WHAT YOU WILL DO:
Each line below should be set down again unchanged.

EXERCISE MATERIAL:

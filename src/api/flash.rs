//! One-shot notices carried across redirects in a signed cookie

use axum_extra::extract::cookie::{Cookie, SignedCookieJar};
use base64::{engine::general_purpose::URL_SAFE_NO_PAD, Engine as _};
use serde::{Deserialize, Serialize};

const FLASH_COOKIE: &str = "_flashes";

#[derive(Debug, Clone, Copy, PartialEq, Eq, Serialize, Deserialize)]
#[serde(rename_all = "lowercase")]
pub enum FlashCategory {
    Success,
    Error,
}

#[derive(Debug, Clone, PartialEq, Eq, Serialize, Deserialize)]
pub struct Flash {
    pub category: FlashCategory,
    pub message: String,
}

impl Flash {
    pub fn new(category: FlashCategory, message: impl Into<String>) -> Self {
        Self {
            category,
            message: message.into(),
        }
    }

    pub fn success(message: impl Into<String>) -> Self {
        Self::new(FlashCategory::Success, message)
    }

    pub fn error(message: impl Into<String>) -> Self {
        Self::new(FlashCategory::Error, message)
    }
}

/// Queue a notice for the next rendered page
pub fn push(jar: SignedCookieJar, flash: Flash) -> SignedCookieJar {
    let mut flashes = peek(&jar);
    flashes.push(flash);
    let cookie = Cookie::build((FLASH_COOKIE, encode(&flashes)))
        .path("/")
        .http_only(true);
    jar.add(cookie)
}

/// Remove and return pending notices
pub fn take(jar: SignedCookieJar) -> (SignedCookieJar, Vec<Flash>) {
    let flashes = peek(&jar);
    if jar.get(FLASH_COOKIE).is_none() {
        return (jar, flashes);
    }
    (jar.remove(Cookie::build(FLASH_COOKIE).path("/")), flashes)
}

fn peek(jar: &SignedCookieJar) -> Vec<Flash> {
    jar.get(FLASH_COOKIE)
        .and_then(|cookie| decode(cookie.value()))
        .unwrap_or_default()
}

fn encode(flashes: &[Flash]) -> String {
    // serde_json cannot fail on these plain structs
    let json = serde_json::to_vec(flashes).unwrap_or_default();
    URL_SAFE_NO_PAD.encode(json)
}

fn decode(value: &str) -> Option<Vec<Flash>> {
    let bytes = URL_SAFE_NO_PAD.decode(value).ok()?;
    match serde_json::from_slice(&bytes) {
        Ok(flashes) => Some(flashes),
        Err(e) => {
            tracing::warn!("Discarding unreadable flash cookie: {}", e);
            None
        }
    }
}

TASK RESULT:
filename src/api/flash.rs
//! One-shot notices carried across redirects in a signed cookie

use axum_extra::extract::cookie::{Cookie, SignedCookieJar};
use base64::{engine::general_purpose::URL_SAFE_NO_PAD, Engine as _};
use serde::{Deserialize, Serialize};

const FLASH_COOKIE: &str = "_flashes";

#[derive(Debug, Clone, Copy, PartialEq, Eq, Serialize, Deserialize)]
#[serde(rename_all = "lowercase")]
pub enum FlashCategory {
    Success,
    Error,
}

#[derive(Debug, Clone, PartialEq, Eq, Serialize, Deserialize)]
pub struct Flash {
    pub category: FlashCategory,
    pub message: String,
}

impl Flash {
    pub fn new(category: FlashCategory, message: impl Into<String>) -> Self {
        Self {
            category,
            message: message.into(),
        }
    }

    pub fn success(message: impl Into<String>) -> Self {
        Self::new(FlashCategory::Success, message)
    }

    pub fn error(message: impl Into<String>) -> Self {
        Self::new(FlashCategory::Error, message)
    }
}

/// Queue a notice for the next rendered page
pub fn push(jar: SignedCookieJar, flash: Flash) -> SignedCookieJar {
    let mut flashes = peek(&jar);
    flashes.push(flash);
    let cookie = Cookie::build((FLASH_COOKIE, encode(&flashes)))
        .path("/")
        .http_only(true);
    jar.add(cookie)
}

/// Remove and return pending notices
pub fn take(jar: SignedCookieJar) -> (SignedCookieJar, Vec<Flash>) {
    let flashes = peek(&jar);
    if jar.get(FLASH_COOKIE).is_none() {
        return (jar, flashes);
    }
    (jar.remove(Cookie::build(FLASH_COOKIE).path("/")), flashes)
}

fn peek(jar: &SignedCookieJar) -> Vec<Flash> {
    jar.get(FLASH_COOKIE)
        .and_then(|cookie| decode(cookie.value()))
        .unwrap_or_default()
}

fn encode(flashes: &[Flash]) -> String {
    // serde_json cannot fail on these plain structs
    let json = serde_json::to_vec(flashes).unwrap_or_default();
    URL_SAFE_NO_PAD.encode(json)
}

fn decode(value: &str) -> Option<Vec<Flash>> {
    let bytes = URL_SAFE_NO_PAD.decode(value).ok()?;
    match serde_json::from_slice(&bytes) {
        Ok(flashes) => Some(flashes),
        Err(e) => {
            tracing::warn!("Discarding unreadable flash cookie: {}", e);
            None
        }
    }
}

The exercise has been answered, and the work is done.